Tim Keller describes prayer as “the way we know God, the way we finally treat God as God,” and “the key to everything we need to do and be in life.”

Charles Spurgeon noted that “true prayer is neither a mere mental exercise nor a vocal performance” but a far deeper “spiritual transaction with the Creator of Heaven and Earth.”

With such a high degree of weight, gravity, and purpose, knowing and learning how to pray must be central to walking with God. 

So, what is prayer, and how exactly do we do it? 

Is it a blessing before dinner? 

A nightly bedtime routine? 

Is it offering polite sentiments or thanking God for life’s many blessings? 

Does it feel like a casual conversation with a friend or a desperate plea for help?  

Although there are numerous approaches to prayer and ways to pray, the Gospel of Matthew provides a helpful model and structure to guide us along our journey of better knowing how to pray.

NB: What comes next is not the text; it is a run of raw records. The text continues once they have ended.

//! Archive sink - CSV snapshots uploaded into a triggered bucket
//!
//! # Flow
//!
//! ```text
//! provision:  ensure_function ─┐
//!             ensure_bucket(source) ─┼─> wire_trigger(source -> function)
//!             ensure_bucket(sink) ───┘
//! archive:    serialize -> upload(source, generated key)
//!                                   └─> ObjectCreated -> copy function -> sink bucket
//! ```
//!
//! Provisioning is check-then-act. Two processes provisioning the same names
//! at once can both observe "absent"; the loser of a bucket race treats
//! `BucketExists` as "not created".

mod fs;
mod function;
mod memory;
mod snapshot;
mod store;
mod trigger;

use std::path::Path;
use std::sync::Arc;

use bytes::Bytes;
use chrono::Utc;
use tempest_config::{ArchiveConfig, StorageBackend};
use tempest_protocol::{AlertRecord, FunctionDescriptor};
use tokio::sync::mpsc;
use tracing::{debug, info, warn};
use uuid::Uuid;

use crate::common::{SinkError, SinkMetrics};
use crate::toggle::{Togglable, ToggleGate};

pub use fs::{FsFunctionService, FsObjectStore};
pub use function::{CallStatus, FunctionService};
pub use memory::{MemoryFunctionService, MemoryObjectStore};
pub use snapshot::serialize_snapshot;
pub use store::{
    EventSender, FUNCTION_NOTIFICATION_ID, NotificationRule, OBJECT_CREATED, ObjectCreated,
    ObjectPage, ObjectStore, StoreError, validate_bucket_name,
};
pub use trigger::{CopyToSinkHandler, DEFAULT_SINK_BUCKET, ObjectHandler, TriggerDispatcher};

/// Sink name used in errors and logs
pub const ARCHIVE: &str = "archive";

/// Names the archive sink provisions and writes to
#[derive(Debug, Clone)]
pub struct ArchiveSettings {
    pub source_bucket: String,
    pub sink_bucket: String,
    pub key_prefix: String,
    pub descriptor: FunctionDescriptor,
}

impl ArchiveSettings {
    pub fn from_config(config: &ArchiveConfig) -> Self {
        Self {
            source_bucket: config.source_bucket.clone(),
            sink_bucket: config.sink_bucket.clone(),
            key_prefix: config.key_prefix.clone(),
            descriptor: config.descriptor(),
        }
    }
}

/// What `ensure_function` did
#[derive(Debug, Clone, Copy, PartialEq, Eq)]
pub enum FunctionProvision {
    Created,
    Updated,
}

/// Outcome of one provisioning pass
#[derive(Debug, Clone, Copy, PartialEq, Eq)]
pub struct Provisioned {
    pub function: FunctionProvision,
    pub source_created: bool,
    pub sink_created: bool,
}

/// Where a snapshot was uploaded
#[derive(Debug, Clone, PartialEq, Eq)]
pub struct ArchiveReceipt {
    pub bucket: String,
    pub key: String,
    /// Data rows, header excluded
    pub rows: usize,
    pub bytes: usize,
    pub provisioned: Provisioned,
}

/// Receiving end of the store's `ObjectCreated` events
pub type EventReceiver = mpsc::UnboundedReceiver<ObjectCreated>;

/// Toggle-gated snapshot archiver
pub struct ArchivalSink {
    gate: ToggleGate,
    store: Arc<dyn ObjectStore>,
    functions: Arc<dyn FunctionService>,
    settings: ArchiveSettings,
    metrics: SinkMetrics,
}

impl ArchivalSink {
    pub fn new(
        gate: ToggleGate,
        store: Arc<dyn ObjectStore>,
        functions: Arc<dyn FunctionService>,
        settings: ArchiveSettings,
    ) -> Self {
        Self {
            gate,
            store,
            functions,
            settings,
            metrics: SinkMetrics::new(),
        }
    }

    /// Build from the `[archive]` section
    ///
    /// Returns the sink together with a dispatcher and the event stream it
    /// should consume to run the copy trigger.
    pub fn from_config(config: &ArchiveConfig) -> (Self, TriggerDispatcher, EventReceiver) {
        let (tx, rx) = mpsc::unbounded_channel();
        let (store, functions): (Arc<dyn ObjectStore>, Arc<dyn FunctionService>) =
            match &config.storage {
                StorageBackend::Memory { page_size } => (
                    Arc::new(MemoryObjectStore::new(*page_size).with_events(tx)),
                    Arc::new(MemoryFunctionService::new()),
                ),
                StorageBackend::Filesystem { root, page_size } => (
                    Arc::new(FsObjectStore::new(root, *page_size).with_events(tx)),
                    Arc::new(FsFunctionService::new(root)),
                ),
            };

        let dispatcher = TriggerDispatcher::new(Arc::clone(&store), Arc::clone(&functions));
        let sink = Self::new(
            ToggleGate::new(config.enabled),
            store,
            functions,
            ArchiveSettings::from_config(config),
        );
        (sink, dispatcher, rx)
    }

    pub fn settings(&self) -> &ArchiveSettings {
        &self.settings
    }

    pub fn store(&self) -> &Arc<dyn ObjectStore> {
        &self.store
    }

    pub fn metrics(&self) -> &SinkMetrics {
        &self.metrics
    }

    /// Create the function if absent, otherwise update its configuration and code
    ///
    /// # Errors
    ///
    /// Returns `SinkError::Provisioning` if the code artifact cannot be read,
    /// creation is refused, or either update call does not succeed. A failed
    /// update is not rolled back.
    pub async fn ensure_function(
        &self,
        descriptor: &FunctionDescriptor,
    ) -> Result<FunctionProvision, SinkError> {
        let code = load_code(&descriptor.code_path).await?;
        let existing = self
            .functions
            .get_function(&descriptor.name)
            .await
            .map_err(provisioning)?;

        if existing.is_none() {
            let status = self
                .functions
                .create_function(descriptor, code)
                .await
                .map_err(provisioning)?;
            if !status.is_success() {
                return Err(SinkError::provisioning(format!(
                    "create function '{}' returned {status}",
                    descriptor.name
                )));
            }
            info!(function = %descriptor.name, backing = self.functions.name(), "function created");
            return Ok(FunctionProvision::Created);
        }

        let config_status = self
            .functions
            .update_configuration(descriptor)
            .await
            .map_err(provisioning)?;
        let code_status = self
            .functions
            .update_code(&descriptor.name, code)
            .await
            .map_err(provisioning)?;

        if config_status.is_success() && code_status.is_success() {
            info!(function = %descriptor.name, "function updated");
            Ok(FunctionProvision::Updated)
        } else {
            warn!(
                function = %descriptor.name,
                configuration = %config_status,
                code = %code_status,
                "function update incomplete"
            );
            Err(SinkError::provisioning(format!(
                "update function '{}': configuration {config_status}, code {code_status}",
                descriptor.name
            )))
        }
    }

    /// Create the bucket if absent; `true` only when this call created it
    ///
    /// # Errors
    ///
    /// Returns `SinkError::Provisioning` for an invalid name or a failing backing
    pub async fn ensure_bucket(&self, name: &str) -> Result<bool, SinkError> {
        validate_bucket_name(name).map_err(provisioning)?;

        if self.store.bucket_exists(name).await.map_err(provisioning)? {
            debug!(bucket = name, "bucket exists");
            return Ok(false);
        }
        match self.store.create_bucket(name).await {
            Ok(()) => {
                info!(bucket = name, backing = self.store.name(), "bucket created");
                Ok(true)
            }
            Err(StoreError::BucketExists(_)) => Ok(false),
            Err(e) => Err(provisioning(e)),
        }
    }

    /// Invoke `descriptor` on every object created in `bucket`
    ///
    /// Replaces any earlier rule stored under the same id.
    ///
    /// # Errors
    ///
    /// Returns `SinkError::Provisioning` if the bucket is missing
    pub async fn wire_trigger(
        &self,
        bucket: &str,
        descriptor: &FunctionDescriptor,
    ) -> Result<(), SinkError> {
        let rule = NotificationRule::for_function(descriptor);
        debug!(bucket, function = %descriptor.name, rule = %rule.id, "wiring trigger");
        self.store
            .put_notification(bucket, rule)
            .await
            .map_err(provisioning)
    }

    /// CSV snapshot of `records`
    ///
    /// # Errors
    ///
    /// Returns `SinkError::Delivery` if serialization fails
    pub fn serialize(&self, records: &[AlertRecord]) -> Result<Bytes, SinkError> {
        serialize_snapshot(records)
    }

    /// Object key for a new snapshot, unique per call
    pub fn generate_key(&self) -> String {
        format!(
            "{}-{}-{}.csv",
            self.settings.key_prefix,
            Utc::now().timestamp_millis(),
            Uuid::new_v4().simple()
        )
    }

    /// Put `body` under `key`
    ///
    /// # Errors
    ///
    /// Returns `SinkError::Delivery` if the store rejects the write
    pub async fn upload(&self, body: Bytes, bucket: &str, key: &str) -> Result<(), SinkError> {
        let len = body.len();
        self.store.put_object(bucket, key, body).await.map_err(|e| {
            self.metrics.error();
            SinkError::delivery(ARCHIVE, e.to_string())
        })?;
        debug!(bucket, key, bytes = len, "snapshot uploaded");
        Ok(())
    }

    /// Ensure the function and both buckets, then wire the trigger
    ///
    /// The three ensure steps are independent and run concurrently.
    ///
    /// # Errors
    ///
    /// Returns the first `SinkError::Provisioning` encountered
    pub async fn provision(&self) -> Result<Provisioned, SinkError> {
        let descriptor = &self.settings.descriptor;
        let (function, source_created, sink_created) = tokio::try_join!(
            self.ensure_function(descriptor),
            self.ensure_bucket(&self.settings.source_bucket),
            self.ensure_bucket(&self.settings.sink_bucket),
        )?;
        self.wire_trigger(&self.settings.source_bucket, descriptor).await?;

        Ok(Provisioned {
            function,
            source_created,
            sink_created,
        })
    }

    /// Provision, then upload a snapshot of `records` to the source bucket
    ///
    /// # Errors
    ///
    /// Returns `SinkError::Disabled` when the gate is off, otherwise any
    /// provisioning or delivery error
    pub async fn snapshot_and_archive(
        &self,
        records: &[AlertRecord],
    ) -> Result<ArchiveReceipt, SinkError> {
        self.require_enabled(SinkError::disabled(ARCHIVE))?;
        self.metrics.received(records.len() as u64);

        let provisioned = self.provision().await?;
        let body = self.serialize(records)?;
        let bytes = body.len();
        let key = self.generate_key();
        let bucket = self.settings.source_bucket.clone();
        self.upload(body, &bucket, &key).await?;

        self.metrics.delivered(records.len() as u64, bytes as u64);
        info!(bucket = %bucket, key = %key, rows = records.len(), bytes, "snapshot archived");
        Ok(ArchiveReceipt {
            bucket,
            key,
            rows: records.len(),
            bytes,
            provisioned,
        })
    }

    /// Delete an empty bucket
    ///
    /// # Errors
    ///
    /// Returns `SinkError::Provisioning` if the bucket is missing or not empty
    pub async fn delete_bucket(&self, name: &str) -> Result<(), SinkError> {
        self.store.delete_bucket(name).await.map_err(provisioning)?;
        info!(bucket = name, "bucket deleted");
        Ok(())
    }

    /// Delete every object in the bucket page by page, then the bucket
    ///
    /// Returns the number of objects removed.
    ///
    /// # Errors
    ///
    /// Returns `SinkError::Provisioning` if listing or any delete fails
    pub async fn force_delete_bucket(&self, name: &str) -> Result<usize, SinkError> {
        let mut removed = 0;
        let mut token: Option<String> = None;
        loop {
            let page = self
                .store
                .list_objects(name, token.as_deref())
                .await
                .map_err(provisioning)?;
            for key in &page.keys {
                self.store.delete_object(name, key).await.map_err(provisioning)?;
            }
            removed += page.keys.len();
            debug!(
                bucket = name,
                deleted = page.keys.len(),
                truncated = page.is_truncated(),
                "page emptied"
            );
            match page.next_token {
                Some(next) => token = Some(next),
                None => break,
            }
        }
        self.delete_bucket(name).await?;
        Ok(removed)
    }

    /// Delete every bucket in the store, forcing if asked
    ///
    /// # Errors
    ///
    /// Stops at the first bucket that cannot be deleted
    pub async fn delete_all_buckets(&self, force: bool) -> Result<Vec<String>, SinkError> {
        let buckets = self.list_buckets().await?;
        for bucket in &buckets {
            if force {
                self.force_delete_bucket(bucket).await?;
            } else {
                self.delete_bucket(bucket).await?;
            }
        }
        Ok(buckets)
    }

    pub async fn list_buckets(&self) -> Result<Vec<String>, SinkError> {
        self.store.list_buckets().await.map_err(provisioning)
    }

    pub async fn list_functions(&self) -> Result<Vec<FunctionDescriptor>, SinkError> {
        self.functions.list_functions().await.map_err(provisioning)
    }

    pub async fn function_exists(&self, name: &str) -> Result<bool, SinkError> {
        Ok(self
            .functions
            .get_function(name)
            .await
            .map_err(provisioning)?
            .is_some())
    }

    /// `true` if the function existed
    pub async fn delete_function(&self, name: &str) -> Result<bool, SinkError> {
        let deleted = self.functions.delete_function(name).await.map_err(provisioning)?;
        if deleted {
            info!(function = name, "function deleted");
        }
        Ok(deleted)
    }
}

impl Togglable for ArchivalSink {
    fn enabled(&self) -> bool {
        self.gate.enabled()
    }
}

fn provisioning(e: StoreError) -> SinkError {
    SinkError::provisioning(e.to_string())
}

/// Code artifact bytes; an empty path deploys the built-in handler with no artifact
async fn load_code(path: &Path) -> Result<Bytes, SinkError> {
    if path.as_os_str().is_empty() {
        return Ok(Bytes::new());
    }
    tokio::fs::read(path)
        .await
        .map(Bytes::from)
        .map_err(|e| SinkError::provisioning(format!("code artifact {}: {e}", path.display())))
}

Often referred to as “The Lord’s Prayer,” this model for prayer is not a mere religious routine composed of benign words meant to be memorized, washed, rinsed, and repeated. Rather, these are the Holy words of Jesus, Son of God, and they are a central starting place for beholding God and guiding our fellowship with him through prayer. 

Jesus said: 

“This, then, is how you should pray:

“‘Our Father in heaven,

hallowed be your name,

your kingdom come,

your will be done,

   on earth as it is in heaven.

Give us today our daily bread.

And forgive us our debts,

   as we also have forgiven our debtors.

And lead us not into temptation,

   but deliver us from the evil one.’

Matthew 6:5-13

Attempting to plumb the depths of the Lord’s Prayer in one short article is akin to seeking to understand the vastness of the heavens through the lens of a single telescope. However, by observing a few primary elements of the Lord’s Prayer, we can learn several incredible truths about who God is and how we can better fellowship with Him through prayer:

Our Father in heaven, Hallowed be thy name // A Prayer of Ascription & Adoration

The Lord’s Prayer begins by rightly ascribing to God His person and His place. In our attempts to approach our Creator in fellowship through prayer, Jesus is instructing us first to behold God as he is, and then from that place, and from that posture, allow our prayers to follow.

Notice that Jesus does not instruct us to start with “requests.”  Similar to David’s prayers in Psalm 103, Jesus is instructing us to first “bless His holy name.”  Starting prayer with ascription and adoration not only places honor where it is due but also positions our hearts to properly respond in holy awe to the One who created us and desires our fellowship.

Your Kingdom come, Your will be done // A Prayer of Consecrated Submission

What does it mean to see God’s Kingdom come and His will be done? Theologian John Calvin provides a taste of what this means by saying, “The substance of this prayer is, that God would enlighten the world by the light of his Word—would form the hearts of men, by the influences of his Spirit, to obey his justice, and would restore to order, by the gracious exercise of his power, all the disorder that exists in the world.”

Jesus is modeling for us both a declaration of God’s Kingship and also our subsequent need for His will and reign in our lives and in the affairs of the world. This approach of consecrated submission postures our inclinations away from seeking my kingdom and my will and toward the better way of Thy Kingdom and Thy Will. 

Give us this day our daily bread // A Prayer of Supplication

Jesus doesn’t leave things merely at prayers of ascription, adoration, or consecration. He also models for us God’s fatherly desire that we ask of Him our needs. God desires his children to ask of their Abba. He is the King of the Kingdom, the One rightly positioned as our Heavenly Father, and he loves to hear our expressions of needs and requests. 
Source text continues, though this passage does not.